Identity-related breaches continue to be a “massive threat” to organizations as they try to manage the increasing number of identities, IDSA said.

Overwhelmingly (98%) of identity and security professionals say that the number of identities in their organization is increasing due to the surge machine identities, cloud adoption, and third-party relationships (see infographic below).

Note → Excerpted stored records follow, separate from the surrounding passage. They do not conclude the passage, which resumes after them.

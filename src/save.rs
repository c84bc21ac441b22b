//! # Save: editor node graph -> flat block records
//!
//! Pre-order walk from the reserved root key over each node's `nodes` list.
//!
//! ## Invariants
//!
//! 1. **Root identity**: the reserved root key always resolves to the caller's
//!    `root_block_id`, both as a record id and as a parent id.
//! 2. **Global order**: `order` is one counter for the whole page, bumped once
//!    per emitted record. It is not reset per sibling group.
//! 3. **Structure from traversal**: `parent_id` is the resolved id of the node
//!    that listed the child, and `children` is regenerated from the same lists
//!    with the same resolution. A node listed
//!    under two parents is emitted twice.
//! 4. **Only the root carries `page_id`**.

use serde_json::Value;
use std::collections::HashSet;
use tracing::{debug, warn};

use crate::config::BridgeConfig;
use crate::error::BridgeError;
use crate::model::{
    text_mirror, BlockRecord, EditorNode, EditorNodeGraph, CUSTOM_ORIGINAL_BLOCK_TYPE,
    TEXT_PROPERTY,
};
use crate::root_alias::RootAlias;

/// Save input: an already materialized graph or its JSON text.
#[derive(Debug, Clone, Copy)]
pub enum NodesInput<'a> {
    Graph(&'a EditorNodeGraph),
    Text(&'a str),
}

impl<'a> From<&'a EditorNodeGraph> for NodesInput<'a> {
    fn from(graph: &'a EditorNodeGraph) -> Self {
        NodesInput::Graph(graph)
    }
}

impl<'a> From<&'a str> for NodesInput<'a> {
    fn from(text: &'a str) -> Self {
        NodesInput::Text(text)
    }
}

impl<'a> From<&'a String> for NodesInput<'a> {
    fn from(text: &'a String) -> Self {
        NodesInput::Text(text.as_str())
    }
}

/// Flattens a page's node graph into records ready for a bulk replace.
///
/// Text input that does not parse as a node graph is an error. A graph
/// without the reserved root key yields no records.
pub fn serialized_nodes_to_blocks<'a>(
    input: impl Into<NodesInput<'a>>,
    page_id: &str,
    root_block_id: &str,
    config: &BridgeConfig,
) -> Result<Vec<BlockRecord>, BridgeError> {
    match input.into() {
        NodesInput::Graph(graph) => Ok(flatten_graph(graph, page_id, root_block_id, config)),
        NodesInput::Text(text) => {
            let graph = EditorNodeGraph::from_json_str(text)?;
            Ok(flatten_graph(&graph, page_id, root_block_id, config))
        }
    }
}

pub fn flatten_graph(
    graph: &EditorNodeGraph,
    page_id: &str,
    root_block_id: &str,
    config: &BridgeConfig,
) -> Vec<BlockRecord> {
    let alias = RootAlias::new(config.root_key.as_str(), root_block_id);
    let root = match graph.get(alias.reserved_key()) {
        Some(root) => root,
        None => {
            debug!(page_id, nodes = graph.len(), "graph has no root node, nothing to save");
            return Vec::new();
        }
    };

    let mut flattener = Flattener {
        graph,
        alias: &alias,
        page_id,
        next_order: config.order_start,
        records: Vec::with_capacity(graph.len()),
    };
    flattener.walk(alias.reserved_key(), root);
    flattener.records
}

struct Frame<'a> {
    key: &'a str,
    node: &'a EditorNode,
    parent_id: Option<String>,
    depth: usize,
}

struct Flattener<'a> {
    graph: &'a EditorNodeGraph,
    alias: &'a RootAlias,
    page_id: &'a str,
    next_order: i64,
    records: Vec<BlockRecord>,
}

impl<'a> Flattener<'a> {
    /// Pre-order walk with an explicit stack. `path` holds the keys of the
    /// current node and its ancestors; a child already on it is a cycle.
    fn walk(&mut self, root_key: &'a str, root: &'a EditorNode) {
        let graph = self.graph;
        let mut path: Vec<&'a str> = Vec::new();
        let mut on_path: HashSet<&'a str> = HashSet::new();
        let mut stack = vec![Frame {
            key: root_key,
            node: root,
            parent_id: None,
            depth: 0,
        }];

        while let Some(frame) = stack.pop() {
            for left in path.drain(frame.depth..) {
                on_path.remove(left);
            }
            path.push(frame.key);
            on_path.insert(frame.key);

            let (key, node) = (frame.key, frame.node);
            let order = self.next_order;
            self.next_order += 1;

            let mut children = Vec::with_capacity(node.nodes.len());
            let mut descend = Vec::with_capacity(node.nodes.len());
            for child_key in &node.nodes {
                let child = match graph.get(child_key) {
                    Some(child) => child,
                    None => {
                        debug!(parent = key, child = %child_key, "skipping dangling child key");
                        continue;
                    }
                };
                if on_path.contains(child_key.as_str()) {
                    warn!(parent = key, child = %child_key, "child key is its own ancestor, not descending");
                    continue;
                }
                children.push(self.resolve_id(child_key, child));
                descend.push((child_key.as_str(), child));
            }

            let id = self.resolve_id(key, node);
            if key != self.alias.reserved_key() && id != key {
                debug!(key, id = %id, "node key differs from its blockId, children point at the blockId");
            }

            // reversed so the first sibling is popped first
            for (child_key, child) in descend.into_iter().rev() {
                stack.push(Frame {
                    key: child_key,
                    node: child,
                    parent_id: Some(id.clone()),
                    depth: frame.depth + 1,
                });
            }

            let record = record_from_node(node, id, frame.parent_id, order, self.page_id, children);
            self.records.push(record);
        }
    }

    /// Reserved key -> true root id; otherwise `props.blockId`, else the key.
    fn resolve_id(&self, key: &str, node: &EditorNode) -> String {
        if key == self.alias.reserved_key() {
            return self.alias.root_block_id().to_string();
        }
        match node.props.block_id.as_deref() {
            Some(id) if !id.is_empty() => id.to_string(),
            _ => key.to_string(),
        }
    }
}

fn record_from_node(
    node: &EditorNode,
    id: String,
    parent_id: Option<String>,
    order: i64,
    page_id: &str,
    children: Vec<String>,
) -> BlockRecord {
    let props = &node.props;

    // Untouched mirrors leave the canonical value (and its JSON type) alone.
    let mut properties = props.properties.clone();
    if let Some(text) = &props.text {
        if text_mirror(&properties).as_deref() != Some(text.as_str()) {
            properties.insert(TEXT_PROPERTY.to_string(), Value::String(text.clone()));
        }
    }

    let block_type = if props.block_type.is_empty() {
        match node.custom.get(CUSTOM_ORIGINAL_BLOCK_TYPE) {
            Some(Value::String(original)) => original.clone(),
            _ => String::new(),
        }
    } else {
        props.block_type.clone()
    };
    let name = if props.name.is_empty() {
        block_type.clone()
    } else {
        props.name.clone()
    };

    BlockRecord {
        id,
        page_id: parent_id.is_none().then(|| page_id.to_string()),
        parent_id,
        block_type,
        name,
        order,
        properties,
        styles: props.styles.clone(),
        responsive_styles: props.responsive_styles.clone(),
        bindings: props.bindings.clone(),
        event_handlers: props.event_handlers.clone(),
        classes: props.classes.clone(),
        component_id: props.component_id.clone(),
        slot: props.slot.clone(),
        archived: false,
        children: Some(children),
    }
}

“Managing identities is becoming more and more complicated for organizations…with the continuation of remote work, the increase in contractors and third-party relationships and the explosion of machine identities,” said Julie Smith, executive director of the IDSA in a statement.

Key takeaways

Identity growth continues, making identity a top security priority

  • 98% reported that the number of identities is increasing, primarily driven by cloud adoption, third-party relationships and machine identities
  • 94% said identity investments are part of strategic initiatives including cloud adoption (62%), Zero Trust implementation (51%) and digital transformation initiatives (42%)
  • 64% of respondents say managing and securing identity is one of the top three priorities of their security program

Identity-related attacks rising and impactful, but preventable

  • 84% of respondents said they experienced an identity-related breach in the past year
  • 78% cited direct business impacts as a result of the breach including recovery costs and reputational damage
  • 96% reported that they could have prevented or minimized the breach by implementing identity-focused security outcomes

Investments in security outcomes still a work in progress, focus on basics lacking

  • 97% reported that they are planning to invest in identity-focused security outcomes
  • 51% typically remove access for a former employee within a day, but only 26% always do
  • 43% believe that implementing multifactor authentication (MFA) would have made a difference in preventing breaches
Identity and investment in Zero Trust

Because the traditional network perimeter has been eroded, identity has emerged as a focus of security strategy for many enterprises, underscored by the fact that 64% of respondents said that managing and securing identity ranks in the top three priorities.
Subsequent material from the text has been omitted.